◆ Assigned task:
Your result should be every line of the records below that contains the word "Tagger".

◆ Data extracts:
= = = = = = =
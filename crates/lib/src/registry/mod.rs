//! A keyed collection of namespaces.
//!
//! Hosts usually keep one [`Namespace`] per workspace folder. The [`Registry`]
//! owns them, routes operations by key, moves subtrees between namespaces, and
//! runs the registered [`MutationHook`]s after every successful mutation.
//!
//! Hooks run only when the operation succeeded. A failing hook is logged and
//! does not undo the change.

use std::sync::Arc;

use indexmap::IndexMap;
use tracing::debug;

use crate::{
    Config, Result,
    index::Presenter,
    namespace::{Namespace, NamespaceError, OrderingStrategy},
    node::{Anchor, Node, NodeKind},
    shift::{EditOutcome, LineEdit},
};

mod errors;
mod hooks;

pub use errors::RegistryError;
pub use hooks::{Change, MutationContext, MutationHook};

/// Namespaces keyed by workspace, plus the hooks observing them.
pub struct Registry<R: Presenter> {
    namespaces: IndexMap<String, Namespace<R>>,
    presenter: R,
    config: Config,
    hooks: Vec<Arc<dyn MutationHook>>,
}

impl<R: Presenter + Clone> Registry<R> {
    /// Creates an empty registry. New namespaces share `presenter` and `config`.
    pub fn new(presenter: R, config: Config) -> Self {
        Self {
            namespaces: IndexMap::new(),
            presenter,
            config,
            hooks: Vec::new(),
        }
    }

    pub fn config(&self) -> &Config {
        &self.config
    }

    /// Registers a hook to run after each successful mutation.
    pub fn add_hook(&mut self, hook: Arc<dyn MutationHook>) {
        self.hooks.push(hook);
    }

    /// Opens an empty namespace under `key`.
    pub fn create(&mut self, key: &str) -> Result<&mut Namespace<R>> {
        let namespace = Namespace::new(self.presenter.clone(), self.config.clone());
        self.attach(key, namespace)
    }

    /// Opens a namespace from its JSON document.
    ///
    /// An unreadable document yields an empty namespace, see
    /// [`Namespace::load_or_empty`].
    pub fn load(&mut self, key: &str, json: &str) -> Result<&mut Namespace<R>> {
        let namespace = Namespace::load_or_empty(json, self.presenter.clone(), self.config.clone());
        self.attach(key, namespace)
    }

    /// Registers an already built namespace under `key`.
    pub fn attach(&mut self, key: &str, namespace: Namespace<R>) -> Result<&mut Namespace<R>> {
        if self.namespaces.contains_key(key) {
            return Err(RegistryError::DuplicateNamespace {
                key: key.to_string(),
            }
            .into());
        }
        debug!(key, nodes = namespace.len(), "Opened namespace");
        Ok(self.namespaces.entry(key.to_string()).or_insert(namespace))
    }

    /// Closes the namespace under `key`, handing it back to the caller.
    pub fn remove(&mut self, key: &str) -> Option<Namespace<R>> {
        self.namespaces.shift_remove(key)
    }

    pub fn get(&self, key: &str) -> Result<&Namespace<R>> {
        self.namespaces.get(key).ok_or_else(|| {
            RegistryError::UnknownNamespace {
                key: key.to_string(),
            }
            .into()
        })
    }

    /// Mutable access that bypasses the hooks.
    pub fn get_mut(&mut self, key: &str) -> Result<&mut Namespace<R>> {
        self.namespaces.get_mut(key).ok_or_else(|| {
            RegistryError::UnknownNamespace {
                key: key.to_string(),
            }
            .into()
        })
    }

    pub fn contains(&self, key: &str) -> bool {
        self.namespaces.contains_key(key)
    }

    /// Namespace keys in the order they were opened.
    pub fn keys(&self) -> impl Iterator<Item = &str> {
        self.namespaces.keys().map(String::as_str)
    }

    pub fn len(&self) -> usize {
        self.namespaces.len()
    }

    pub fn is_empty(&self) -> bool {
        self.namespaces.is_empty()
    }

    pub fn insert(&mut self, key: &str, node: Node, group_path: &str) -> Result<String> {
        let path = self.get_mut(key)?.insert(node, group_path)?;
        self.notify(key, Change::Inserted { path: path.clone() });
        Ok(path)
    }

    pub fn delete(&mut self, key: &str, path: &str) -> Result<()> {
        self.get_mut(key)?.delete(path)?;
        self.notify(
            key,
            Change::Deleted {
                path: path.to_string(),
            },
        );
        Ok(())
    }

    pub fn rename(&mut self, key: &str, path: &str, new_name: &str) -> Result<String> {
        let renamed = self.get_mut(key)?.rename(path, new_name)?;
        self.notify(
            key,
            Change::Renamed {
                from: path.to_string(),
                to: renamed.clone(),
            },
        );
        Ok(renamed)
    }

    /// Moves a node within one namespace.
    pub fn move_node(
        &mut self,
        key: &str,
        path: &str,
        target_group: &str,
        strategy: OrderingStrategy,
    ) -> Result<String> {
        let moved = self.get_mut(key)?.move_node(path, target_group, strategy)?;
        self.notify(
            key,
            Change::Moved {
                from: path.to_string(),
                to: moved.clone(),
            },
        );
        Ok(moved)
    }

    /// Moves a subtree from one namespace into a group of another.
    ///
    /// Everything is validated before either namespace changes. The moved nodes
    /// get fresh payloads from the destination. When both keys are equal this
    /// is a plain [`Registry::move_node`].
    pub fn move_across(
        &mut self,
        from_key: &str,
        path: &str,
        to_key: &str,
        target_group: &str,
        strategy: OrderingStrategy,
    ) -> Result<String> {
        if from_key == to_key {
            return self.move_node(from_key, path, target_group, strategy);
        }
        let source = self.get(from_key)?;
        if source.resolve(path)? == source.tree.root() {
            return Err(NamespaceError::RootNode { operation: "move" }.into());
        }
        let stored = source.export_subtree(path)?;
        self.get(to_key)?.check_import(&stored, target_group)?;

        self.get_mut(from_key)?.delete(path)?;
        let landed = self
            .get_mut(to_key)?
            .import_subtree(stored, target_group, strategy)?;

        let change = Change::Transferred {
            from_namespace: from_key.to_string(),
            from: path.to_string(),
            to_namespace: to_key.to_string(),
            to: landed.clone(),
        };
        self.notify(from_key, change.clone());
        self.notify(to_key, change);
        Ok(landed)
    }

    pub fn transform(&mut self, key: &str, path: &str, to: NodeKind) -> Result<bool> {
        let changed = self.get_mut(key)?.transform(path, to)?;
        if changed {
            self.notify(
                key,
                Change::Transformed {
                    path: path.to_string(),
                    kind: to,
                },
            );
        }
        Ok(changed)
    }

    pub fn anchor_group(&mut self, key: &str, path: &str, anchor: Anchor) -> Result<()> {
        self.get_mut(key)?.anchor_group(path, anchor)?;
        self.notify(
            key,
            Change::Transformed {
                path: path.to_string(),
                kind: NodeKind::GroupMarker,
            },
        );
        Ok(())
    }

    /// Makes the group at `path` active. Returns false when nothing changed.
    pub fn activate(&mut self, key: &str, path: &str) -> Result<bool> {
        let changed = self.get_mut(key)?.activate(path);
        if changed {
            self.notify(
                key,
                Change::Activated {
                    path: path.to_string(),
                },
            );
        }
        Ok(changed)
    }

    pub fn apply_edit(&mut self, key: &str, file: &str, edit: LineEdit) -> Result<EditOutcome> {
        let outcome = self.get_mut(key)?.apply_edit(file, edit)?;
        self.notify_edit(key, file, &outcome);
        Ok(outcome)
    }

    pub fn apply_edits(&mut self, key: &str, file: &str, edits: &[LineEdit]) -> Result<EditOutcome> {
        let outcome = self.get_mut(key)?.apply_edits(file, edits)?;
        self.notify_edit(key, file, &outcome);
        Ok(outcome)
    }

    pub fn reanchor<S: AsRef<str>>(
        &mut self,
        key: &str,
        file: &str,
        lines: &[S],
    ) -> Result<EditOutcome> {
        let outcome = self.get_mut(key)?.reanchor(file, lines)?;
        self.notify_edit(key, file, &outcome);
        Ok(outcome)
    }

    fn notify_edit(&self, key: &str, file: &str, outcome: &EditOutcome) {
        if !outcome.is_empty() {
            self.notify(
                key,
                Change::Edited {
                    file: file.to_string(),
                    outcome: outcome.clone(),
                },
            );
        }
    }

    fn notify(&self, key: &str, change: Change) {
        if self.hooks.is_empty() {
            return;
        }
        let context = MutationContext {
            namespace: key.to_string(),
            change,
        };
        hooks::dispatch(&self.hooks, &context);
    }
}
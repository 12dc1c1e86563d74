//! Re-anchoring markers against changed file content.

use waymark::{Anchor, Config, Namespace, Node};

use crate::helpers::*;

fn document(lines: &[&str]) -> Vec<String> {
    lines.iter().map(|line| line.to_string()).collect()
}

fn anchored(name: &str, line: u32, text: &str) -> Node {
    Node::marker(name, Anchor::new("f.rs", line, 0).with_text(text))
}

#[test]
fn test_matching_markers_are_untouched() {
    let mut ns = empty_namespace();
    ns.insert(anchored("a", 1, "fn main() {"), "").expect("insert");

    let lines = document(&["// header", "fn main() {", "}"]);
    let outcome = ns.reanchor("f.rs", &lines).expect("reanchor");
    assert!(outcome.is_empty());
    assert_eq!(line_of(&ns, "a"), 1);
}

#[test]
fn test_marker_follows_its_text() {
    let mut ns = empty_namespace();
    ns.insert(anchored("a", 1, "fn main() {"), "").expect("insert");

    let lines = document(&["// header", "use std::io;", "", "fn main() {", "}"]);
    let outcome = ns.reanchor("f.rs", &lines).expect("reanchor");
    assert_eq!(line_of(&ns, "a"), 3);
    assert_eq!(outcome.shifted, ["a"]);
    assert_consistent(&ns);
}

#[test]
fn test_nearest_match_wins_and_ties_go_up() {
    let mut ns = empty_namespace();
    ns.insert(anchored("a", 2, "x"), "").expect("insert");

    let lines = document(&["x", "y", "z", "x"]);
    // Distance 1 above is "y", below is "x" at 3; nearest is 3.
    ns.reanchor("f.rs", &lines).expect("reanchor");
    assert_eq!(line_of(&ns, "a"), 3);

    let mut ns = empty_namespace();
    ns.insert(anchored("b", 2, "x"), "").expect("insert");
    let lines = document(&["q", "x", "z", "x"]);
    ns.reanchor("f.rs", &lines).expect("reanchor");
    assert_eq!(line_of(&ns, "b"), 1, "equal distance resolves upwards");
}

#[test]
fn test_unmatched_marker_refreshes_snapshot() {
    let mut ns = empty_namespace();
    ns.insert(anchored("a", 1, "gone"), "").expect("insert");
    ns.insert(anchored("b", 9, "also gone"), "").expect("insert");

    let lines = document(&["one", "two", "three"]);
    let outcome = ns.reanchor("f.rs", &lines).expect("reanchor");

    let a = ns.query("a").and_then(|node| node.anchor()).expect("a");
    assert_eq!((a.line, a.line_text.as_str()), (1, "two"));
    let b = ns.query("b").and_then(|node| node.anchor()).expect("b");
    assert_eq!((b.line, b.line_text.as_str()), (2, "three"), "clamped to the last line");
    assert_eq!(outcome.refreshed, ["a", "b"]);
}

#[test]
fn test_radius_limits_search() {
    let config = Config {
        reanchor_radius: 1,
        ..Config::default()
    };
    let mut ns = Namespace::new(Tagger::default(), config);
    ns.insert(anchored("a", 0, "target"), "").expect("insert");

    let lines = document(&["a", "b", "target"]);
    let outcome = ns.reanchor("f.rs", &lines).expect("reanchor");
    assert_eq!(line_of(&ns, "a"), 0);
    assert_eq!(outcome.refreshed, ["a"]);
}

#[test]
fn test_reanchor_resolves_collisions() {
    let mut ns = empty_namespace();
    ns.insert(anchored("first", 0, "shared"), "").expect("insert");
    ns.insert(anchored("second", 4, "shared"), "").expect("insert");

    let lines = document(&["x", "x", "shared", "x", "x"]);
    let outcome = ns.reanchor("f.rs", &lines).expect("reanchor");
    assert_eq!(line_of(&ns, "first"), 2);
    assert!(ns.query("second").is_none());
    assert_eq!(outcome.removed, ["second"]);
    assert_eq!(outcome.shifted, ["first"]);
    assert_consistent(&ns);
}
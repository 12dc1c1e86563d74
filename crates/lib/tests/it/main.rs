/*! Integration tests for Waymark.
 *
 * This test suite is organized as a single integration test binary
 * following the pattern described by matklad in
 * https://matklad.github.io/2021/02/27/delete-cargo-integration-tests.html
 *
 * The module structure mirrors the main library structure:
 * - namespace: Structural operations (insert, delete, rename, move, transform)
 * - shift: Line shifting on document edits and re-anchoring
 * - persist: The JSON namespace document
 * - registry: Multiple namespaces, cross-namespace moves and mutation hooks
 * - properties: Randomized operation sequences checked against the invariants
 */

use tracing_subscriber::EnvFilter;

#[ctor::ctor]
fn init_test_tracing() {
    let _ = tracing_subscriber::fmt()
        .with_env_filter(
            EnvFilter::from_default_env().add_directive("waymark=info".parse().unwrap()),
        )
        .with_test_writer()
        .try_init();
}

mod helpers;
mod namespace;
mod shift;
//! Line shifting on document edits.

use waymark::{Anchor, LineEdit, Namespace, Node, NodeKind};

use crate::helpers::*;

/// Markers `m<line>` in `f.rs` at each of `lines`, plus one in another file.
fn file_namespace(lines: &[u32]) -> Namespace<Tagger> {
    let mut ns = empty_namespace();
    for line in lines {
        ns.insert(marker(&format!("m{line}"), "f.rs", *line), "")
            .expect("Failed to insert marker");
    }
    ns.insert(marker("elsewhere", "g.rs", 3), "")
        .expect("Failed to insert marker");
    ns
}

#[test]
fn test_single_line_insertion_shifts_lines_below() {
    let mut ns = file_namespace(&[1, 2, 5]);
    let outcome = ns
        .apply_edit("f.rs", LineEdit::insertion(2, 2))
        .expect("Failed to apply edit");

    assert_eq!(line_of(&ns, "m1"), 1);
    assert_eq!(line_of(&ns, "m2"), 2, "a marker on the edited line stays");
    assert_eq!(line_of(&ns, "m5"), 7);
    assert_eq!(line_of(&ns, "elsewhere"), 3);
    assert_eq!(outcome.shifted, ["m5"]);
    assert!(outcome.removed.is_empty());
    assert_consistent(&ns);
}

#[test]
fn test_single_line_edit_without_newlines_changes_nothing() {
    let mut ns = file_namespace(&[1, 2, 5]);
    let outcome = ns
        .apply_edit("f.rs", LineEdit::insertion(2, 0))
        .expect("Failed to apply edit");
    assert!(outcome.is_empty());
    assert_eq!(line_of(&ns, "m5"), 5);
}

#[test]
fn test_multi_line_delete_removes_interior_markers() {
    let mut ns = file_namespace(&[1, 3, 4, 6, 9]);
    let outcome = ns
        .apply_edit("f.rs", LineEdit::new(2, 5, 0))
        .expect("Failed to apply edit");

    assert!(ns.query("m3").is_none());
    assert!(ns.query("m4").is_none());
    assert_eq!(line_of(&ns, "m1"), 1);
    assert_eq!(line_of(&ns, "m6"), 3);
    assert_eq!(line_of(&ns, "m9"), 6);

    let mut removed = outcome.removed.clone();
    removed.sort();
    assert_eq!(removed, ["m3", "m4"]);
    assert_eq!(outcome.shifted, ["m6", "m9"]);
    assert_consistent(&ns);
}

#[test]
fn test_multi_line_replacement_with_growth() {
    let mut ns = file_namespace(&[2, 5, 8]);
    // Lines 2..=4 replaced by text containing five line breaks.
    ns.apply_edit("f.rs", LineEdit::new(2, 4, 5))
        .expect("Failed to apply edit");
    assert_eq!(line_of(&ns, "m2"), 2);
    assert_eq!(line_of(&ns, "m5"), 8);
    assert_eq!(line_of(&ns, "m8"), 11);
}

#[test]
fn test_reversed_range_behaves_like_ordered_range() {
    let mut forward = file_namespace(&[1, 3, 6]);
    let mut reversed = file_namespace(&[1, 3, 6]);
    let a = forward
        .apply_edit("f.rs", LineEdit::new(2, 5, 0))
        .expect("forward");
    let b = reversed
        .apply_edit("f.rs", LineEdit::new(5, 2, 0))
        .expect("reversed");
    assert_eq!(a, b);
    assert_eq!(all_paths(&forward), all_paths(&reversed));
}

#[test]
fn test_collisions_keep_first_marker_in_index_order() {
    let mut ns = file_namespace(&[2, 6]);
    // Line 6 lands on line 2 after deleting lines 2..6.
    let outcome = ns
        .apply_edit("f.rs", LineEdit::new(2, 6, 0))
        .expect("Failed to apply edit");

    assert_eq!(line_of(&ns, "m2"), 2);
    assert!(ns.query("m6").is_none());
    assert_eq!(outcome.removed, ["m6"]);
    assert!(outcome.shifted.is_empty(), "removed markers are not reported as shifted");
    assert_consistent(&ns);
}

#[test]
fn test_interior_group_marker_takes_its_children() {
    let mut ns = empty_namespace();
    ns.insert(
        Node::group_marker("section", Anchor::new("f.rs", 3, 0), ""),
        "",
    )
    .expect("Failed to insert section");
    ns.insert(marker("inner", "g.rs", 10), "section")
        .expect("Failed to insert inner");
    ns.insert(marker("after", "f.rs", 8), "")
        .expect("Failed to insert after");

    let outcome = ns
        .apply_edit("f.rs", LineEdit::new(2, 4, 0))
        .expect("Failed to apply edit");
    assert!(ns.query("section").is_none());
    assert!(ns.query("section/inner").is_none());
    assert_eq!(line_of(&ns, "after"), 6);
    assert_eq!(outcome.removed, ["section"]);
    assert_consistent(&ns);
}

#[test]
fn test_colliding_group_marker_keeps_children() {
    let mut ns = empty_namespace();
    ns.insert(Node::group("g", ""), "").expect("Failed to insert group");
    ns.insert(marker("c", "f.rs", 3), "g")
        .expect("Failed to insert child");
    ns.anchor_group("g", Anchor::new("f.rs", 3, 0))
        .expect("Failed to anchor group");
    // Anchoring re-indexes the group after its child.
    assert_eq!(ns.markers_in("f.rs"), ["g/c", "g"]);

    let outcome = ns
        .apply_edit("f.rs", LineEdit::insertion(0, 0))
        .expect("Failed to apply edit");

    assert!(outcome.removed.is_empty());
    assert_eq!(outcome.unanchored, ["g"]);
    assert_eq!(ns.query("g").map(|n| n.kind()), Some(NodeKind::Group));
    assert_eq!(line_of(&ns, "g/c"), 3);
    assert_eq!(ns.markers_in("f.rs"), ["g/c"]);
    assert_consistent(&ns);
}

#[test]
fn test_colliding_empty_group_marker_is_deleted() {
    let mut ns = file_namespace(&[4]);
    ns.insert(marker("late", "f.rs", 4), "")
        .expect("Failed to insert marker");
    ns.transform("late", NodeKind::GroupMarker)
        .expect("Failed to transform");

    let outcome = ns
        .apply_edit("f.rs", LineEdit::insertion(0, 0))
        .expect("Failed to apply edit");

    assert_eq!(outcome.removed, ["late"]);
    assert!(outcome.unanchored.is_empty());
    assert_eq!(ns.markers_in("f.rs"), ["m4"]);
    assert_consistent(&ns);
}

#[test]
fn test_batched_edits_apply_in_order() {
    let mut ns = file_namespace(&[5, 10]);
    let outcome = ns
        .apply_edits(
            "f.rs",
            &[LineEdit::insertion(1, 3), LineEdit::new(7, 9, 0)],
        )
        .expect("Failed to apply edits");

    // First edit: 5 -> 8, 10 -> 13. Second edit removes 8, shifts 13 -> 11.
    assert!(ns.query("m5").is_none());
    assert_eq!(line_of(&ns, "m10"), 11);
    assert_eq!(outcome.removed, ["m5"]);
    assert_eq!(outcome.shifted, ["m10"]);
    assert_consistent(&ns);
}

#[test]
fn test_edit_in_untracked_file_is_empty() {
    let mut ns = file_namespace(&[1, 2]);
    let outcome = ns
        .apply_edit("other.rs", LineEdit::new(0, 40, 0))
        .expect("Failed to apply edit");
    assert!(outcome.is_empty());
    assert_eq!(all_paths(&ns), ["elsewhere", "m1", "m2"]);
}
= = = = = = =
◆ The completed task:
    let mut ns = Namespace::new(Tagger::default(), config);
fn file_namespace(lines: &[u32]) -> Namespace<Tagger> {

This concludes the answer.